Cholinergic regulation of circadian rhythms in the SCN: Characterization of signaling mechanisms and the role of intracellular calcium in the directionality of clock resetting

This study identifies the mechanisms by which cholinergic stimuli reset the circadian clock in the SCN and clarifies signaling components that are the key determinants of the divergent cholinergic and glutamatergic clock resetting. It provides strong evidence for the M₁ muscarinic acetylcholine receptor (M₁•R) as a key mediator of cholinerigic clock resetting by evaluating the expression of mRNA and protein of M ₁•Rs, radioligand analysis of [3H]-pirenzepine binding, and the requirement of InsP₃-induced Ca2+ release for the cholinergic resetting of the circadian rhythm in the middle of the subjective night. It identifies a significant role of heme oxygenase 2 in cholinergic clock resetting by showing that basal NO production generates cGMP tone that is permissive for cholinergic signaling, whereas HO-2/CO transmits muscarinic receptor activation to the cGMP-signaling pathway that modulates clock state. In light of the recently reported inhibitory interaction between HO-2 and beta-amyloid, a marker of Alzheimer's disease (AD), this study identifies HO-2/CO signaling as a potential defective component of cholinergic neurotransmission in the pathophysiology of AD, whose manifestations include disintegration of circadian timing.; This study shows that stimulus-specific intracellular Ca2+ (Ca2+_i) release controls the direction of clock resetting.
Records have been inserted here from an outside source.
//! Equal-width histogram binning for numeric columns.
//!
//! Unlike the statistics pipeline, the histogram path is strict: a column
//! qualifies only when every row's value parses as a number, and the full
//! unfiltered table is used.

use crate::types::{Table, Warning};

pub const DEFAULT_BINS: usize = 10;

#[derive(Debug, Clone, PartialEq)]
pub struct HistogramBin {
    pub lower: f64,
    pub upper: f64,
    pub count: usize,
}

#[derive(Debug, Clone, PartialEq)]
pub struct Histogram {
    pub column: String,
    pub values: usize,
    pub bins: Vec<HistogramBin>,
}

/// Bin `values` into `bin_count` equal-width bins spanning [min, max].
/// The last bin is right-inclusive. A constant column collapses to a
/// single bin holding every value.
pub fn build(column: &str, values: &[f64], bin_count: usize) -> Option<Histogram> {
    if values.is_empty() || bin_count == 0 {
        return None;
    }

    let min = values.iter().copied().fold(f64::INFINITY, f64::min);
    let max = values.iter().copied().fold(f64::NEG_INFINITY, f64::max);

    if min == max {
        return Some(Histogram {
            column: column.to_string(),
            values: values.len(),
            bins: vec![HistogramBin {
                lower: min,
                upper: max,
                count: values.len(),
            }],
        });
    }

    let width = (max - min) / bin_count as f64;
    let mut counts = vec![0usize; bin_count];
    for &v in values {
        let slot = (((v - min) / width) as usize).min(bin_count - 1);
        counts[slot] += 1;
    }

    let bins = counts
        .into_iter()
        .enumerate()
        .map(|(i, count)| HistogramBin {
            lower: min + width * i as f64,
            upper: min + width * (i + 1) as f64,
            count,
        })
        .collect();

    Some(Histogram {
        column: column.to_string(),
        values: values.len(),
        bins,
    })
}

/// Build one histogram per selected column over the whole table.
///
/// A column whose values do not all parse as numbers cannot be plotted
/// and is skipped with a warning.
pub fn build_for_table(
    table: &Table,
    columns: &[String],
    bin_count: usize,
    warnings: &mut Vec<Warning>,
) -> Vec<Histogram> {
    let mut histograms = Vec::new();

    for name in columns {
        let Some(idx) = table.find_column(name) else {
            warnings.push(Warning::SelectedColumnMissing {
                column: name.clone(),
            });
            continue;
        };

        let parsed: Result<Vec<f64>, _> = table
            .rows
            .iter()
            .map(|row| row[idx].parse::<f64>())
            .collect();

        match parsed {
            Ok(values) if !values.is_empty() => {
                if let Some(histogram) = build(name, &values, bin_count) {
                    histograms.push(histogram);
                }
            }
            _ => warnings.push(Warning::NotPlottable {
                column: name.clone(),
            }),
        }
    }

    histograms
}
Direct activation of the InsP₃-induced Ca2+ _i release (IICR) mimics cholinergic phase advance, while InsP₃ , but not ryanodine, receptor antagonists block it. In contrast, selective activation of CICR with ryanodine results in glutamate-like delay. Ca 2+ imaging using multiphoton microscopy revealed signal-specific differences in Ca2+ transients. Cholinergic-stimulated Ca2+ transients are localized to the microdomains in the cytoplasm, whereas glutamate-induced Ca2+ transients are predominantly uniform across the cytosol and nucleus. Thus, the direction of clock resetting is determined by differential Ca2+_i release that is likely to result in activation of spatially restricted Ca2+-dependent effector proteins.